Listen to Ricky’s wife, “Jesus did grow up.” In fact, Jesus is still living and hoping to grow the church, which he called “his body.”

Is the body of baby Jesus still growing? To paraphrase and old hymn, “Are we still alive?”

What would change if grown-up Jesus were walking around this building today? Maybe he has a beard, maybe he doesn’t. He’s dressed like you and me. He talks and laughs. Sometimes he shouts and sometimes he just gets quiet and thinks. He’s a real person and he’s really God.

But he’s walking around here with us. Hmm.

The problem with the hometown church is that we stop expecting and stop wanting walkin’ talkin’ Jesus to doing any thing new around here. We want eight pound six ounce Jesus. We want Christmas Eve Jesus because he’s warm and cute and won’t trouble us.

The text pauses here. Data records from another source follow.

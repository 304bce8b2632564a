use anyhow::{Context, Result};
use clap::{value_parser, Arg, ArgAction, ArgMatches, Command};
use folio_core::{
    Collection, ConfigRole, DocumentRef, OpenedDocument, Workspace, WorkspaceConfig,
    WorkspaceError,
};
use std::path::PathBuf;
use std::process::ExitCode;
use tracing_subscriber::EnvFilter;

fn cli() -> Command {
    Command::new("folio")
        .version(env!("CARGO_PKG_VERSION"))
        .about("Turn source documents into generated code artifacts")
        .subcommand_required(true)
        .arg(
            Arg::new("config-file")
                .long("config")
                .global(true)
                .value_parser(value_parser!(PathBuf))
                .help("TOML configuration file"),
        )
        .arg(
            Arg::new("base-url")
                .long("base-url")
                .global(true)
                .help("Backing store base URL (overrides config and FOLIO_API_BASE_URL)"),
        )
        .subcommand(
            Command::new("list")
                .about("List one or both collections")
                .arg(
                    Arg::new("collection")
                        .value_parser(value_parser!(Collection))
                        .help("documents or artifacts"),
                ),
        )
        .subcommand(
            Command::new("show")
                .about("Print a textual document, or describe a binary one")
                .arg(document_collection())
                .arg(Arg::new("name").required(true)),
        )
        .subcommand(
            Command::new("remove")
                .about("Delete a document and print the refreshed listing")
                .arg(document_collection())
                .arg(Arg::new("name").required(true)),
        )
        .subcommand(
            Command::new("generate")
                .about("Generate code from a binary document")
                .arg(Arg::new("name").required(true))
                .arg(
                    Arg::new("save")
                        .long("save")
                        .action(ArgAction::SetTrue)
                        .help("Save the artifact into the artifacts collection"),
                )
                .arg(
                    Arg::new("verify")
                        .long("verify")
                        .action(ArgAction::SetTrue)
                        .help("Trigger a verification run of the artifact"),
                ),
        )
        .subcommand(
            Command::new("config")
                .about("Active model configuration")
                .subcommand_required(true)
                .subcommand(Command::new("show").about("Print the active configuration"))
                .subcommand(
                    Command::new("set")
                        .about("Assign a model to a role")
                        .arg(
                            Arg::new("role")
                                .required(true)
                                .value_parser(value_parser!(ConfigRole))
                                .help("generatorRole or retrievalRole"),
                        )
                        .arg(Arg::new("model").required(true)),
                ),
        )
        .subcommand(Command::new("models").about("List models and their availability"))
}

fn document_collection() -> Arg {
    Arg::new("collection")
        .required(true)
        .value_parser(value_parser!(Collection))
        .help("documents or artifacts")
}

fn load_config(matches: &ArgMatches) -> Result<WorkspaceConfig> {
    let mut config = match matches.get_one::<PathBuf>("config-file") {
        Some(path) => WorkspaceConfig::load(path)?.with_env_overrides(),
        None => WorkspaceConfig::from_env(),
    };
    if let Some(url) = matches.get_one::<String>("base-url") {
        config = config.with_api_base_url(url.clone());
    }
    Ok(config)
}

fn document(args: &ArgMatches) -> Result<DocumentRef> {
    let collection = *args
        .get_one::<Collection>("collection")
        .context("missing collection")?;
    let name = args.get_one::<String>("name").context("missing name")?;
    Ok(DocumentRef::new(name.clone(), collection))
}

/// Render workspace errors the way a view would
fn user_facing(err: WorkspaceError) -> anyhow::Error {
    anyhow::anyhow!(err.user_message())
}

fn print_listing(collection: Collection, listing: &[DocumentRef]) {
    println!("{collection}:");
    for doc in listing {
        println!("  {}", doc.name);
    }
}

async fn run(matches: &ArgMatches) -> Result<()> {
    let config = load_config(matches)?;
    let workspace = Workspace::connect(config)?;

    match matches.subcommand() {
        Some(("list", args)) => match args.get_one::<Collection>("collection") {
            Some(collection) => {
                let listing = workspace
                    .index()
                    .refresh(*collection)
                    .await
                    .map_err(user_facing)?;
                print_listing(*collection, &listing);
            }
            None => {
                let snapshot = workspace.index().refresh_all().await.map_err(user_facing)?;
                for collection in Collection::ALL {
                    print_listing(collection, snapshot.listing(collection));
                }
            }
        },
        Some(("show", args)) => {
            let doc = document(args)?;
            match workspace.open(&doc).await.map_err(user_facing)? {
                OpenedDocument::Preview(handle) => {
                    println!("{}: {} bytes ({})", doc, handle.len(), handle.media_type());
                }
                OpenedDocument::Text(text) => print!("{}", text.content),
            }
        }
        Some(("remove", args)) => {
            let doc = document(args)?;
            let listing = workspace.index().remove(&doc).await.map_err(user_facing)?;
            print_listing(doc.collection, &listing);
        }
        Some(("generate", args)) => {
            let name = args.get_one::<String>("name").context("missing name")?;
            let pipeline = workspace.pipeline();
            if let Err(err) = pipeline.select(DocumentRef::document(name.clone())).await {
                tracing::warn!(error = %err, "preview unavailable");
            }
            let artifact = pipeline.generate().await.map_err(user_facing)?;
            tracing::info!(artifact = %artifact.target_name, "generated");
            println!("{}", artifact.payload);

            if args.get_flag("save") {
                pipeline.save().await.map_err(user_facing)?;
                eprintln!("saved {}", artifact.target_name);
            }
            if args.get_flag("verify") {
                pipeline.trigger_verification().await.map_err(user_facing)?;
                eprintln!("verification started for {}", artifact.target_name);
            }
        }
        Some(("config", args)) => match args.subcommand() {
            Some(("set", set)) => {
                let role = *set.get_one::<ConfigRole>("role").context("missing role")?;
                let model = set.get_one::<String>("model").context("missing model")?;
                let active = workspace
                    .mirror()
                    .write(role, model)
                    .await
                    .map_err(user_facing)?;
                println!("generatorRole: {}", active.generator_role);
                println!("retrievalRole: {}", active.retrieval_role);
            }
            _ => {
                let active = workspace.navigate().await.map_err(user_facing)?;
                println!("generatorRole: {}", active.generator_role);
                println!("retrievalRole: {}", active.retrieval_role);
            }
        },
        Some(("models", _)) => {
            let supported = workspace.mirror().list_models().await.map_err(user_facing)?;
            for option in workspace.mirror().catalog().options() {
                let status = if !option.available {
                    "unavailable"
                } else if supported.contains(&option.name) {
                    "available"
                } else {
                    "not offered by backend"
                };
                println!("{:<16} {:<12} {}", option.name, status, option.price);
            }
            for name in supported
                .iter()
                .filter(|name| workspace.mirror().catalog().find(name).is_none())
            {
                println!("{name:<16} {:<12}", "available");
            }
        }
        _ => {}
    }
    Ok(())
}

#[tokio::main]
async fn main() -> ExitCode {
    let filter = EnvFilter::try_from_default_env().unwrap_or_else(|_| EnvFilter::new("info"));
    tracing_subscriber::fmt()
        .with_env_filter(filter)
        .with_writer(std::io::stderr)
        .init();

    let matches = cli().get_matches();
    match run(&matches).await {
        Ok(()) => ExitCode::SUCCESS,
        Err(err) => {
            eprintln!("error: {err:#}");
            ExitCode::FAILURE
        }
    }
}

That’s want the people of Nazareth wanted. And because of their unbelief,

“ he could do no mighty work there. . .” Mark 6.5


In the book of Revelation, or the Apocalypse, Jesus speaks to the churches. To the church at Ephesus, this is what Jesus says:

“I know your works, your toil and your patient endurance, and how you cannot bear eivil men but have tested those who call themselves apostles but are not, and found them to be false. I know you are enduring patiently and bearing up for my name’s sake, and you have not grown weary. But I have this against you, you have abandoned your first love. Remember then, from what you have fallen, repent and do the works you did at first.”
Revelation 2.2-5

Jesus judgment of the church is that the church has stopped loving Jesus.

Let us return to the love that brought us here to be the church.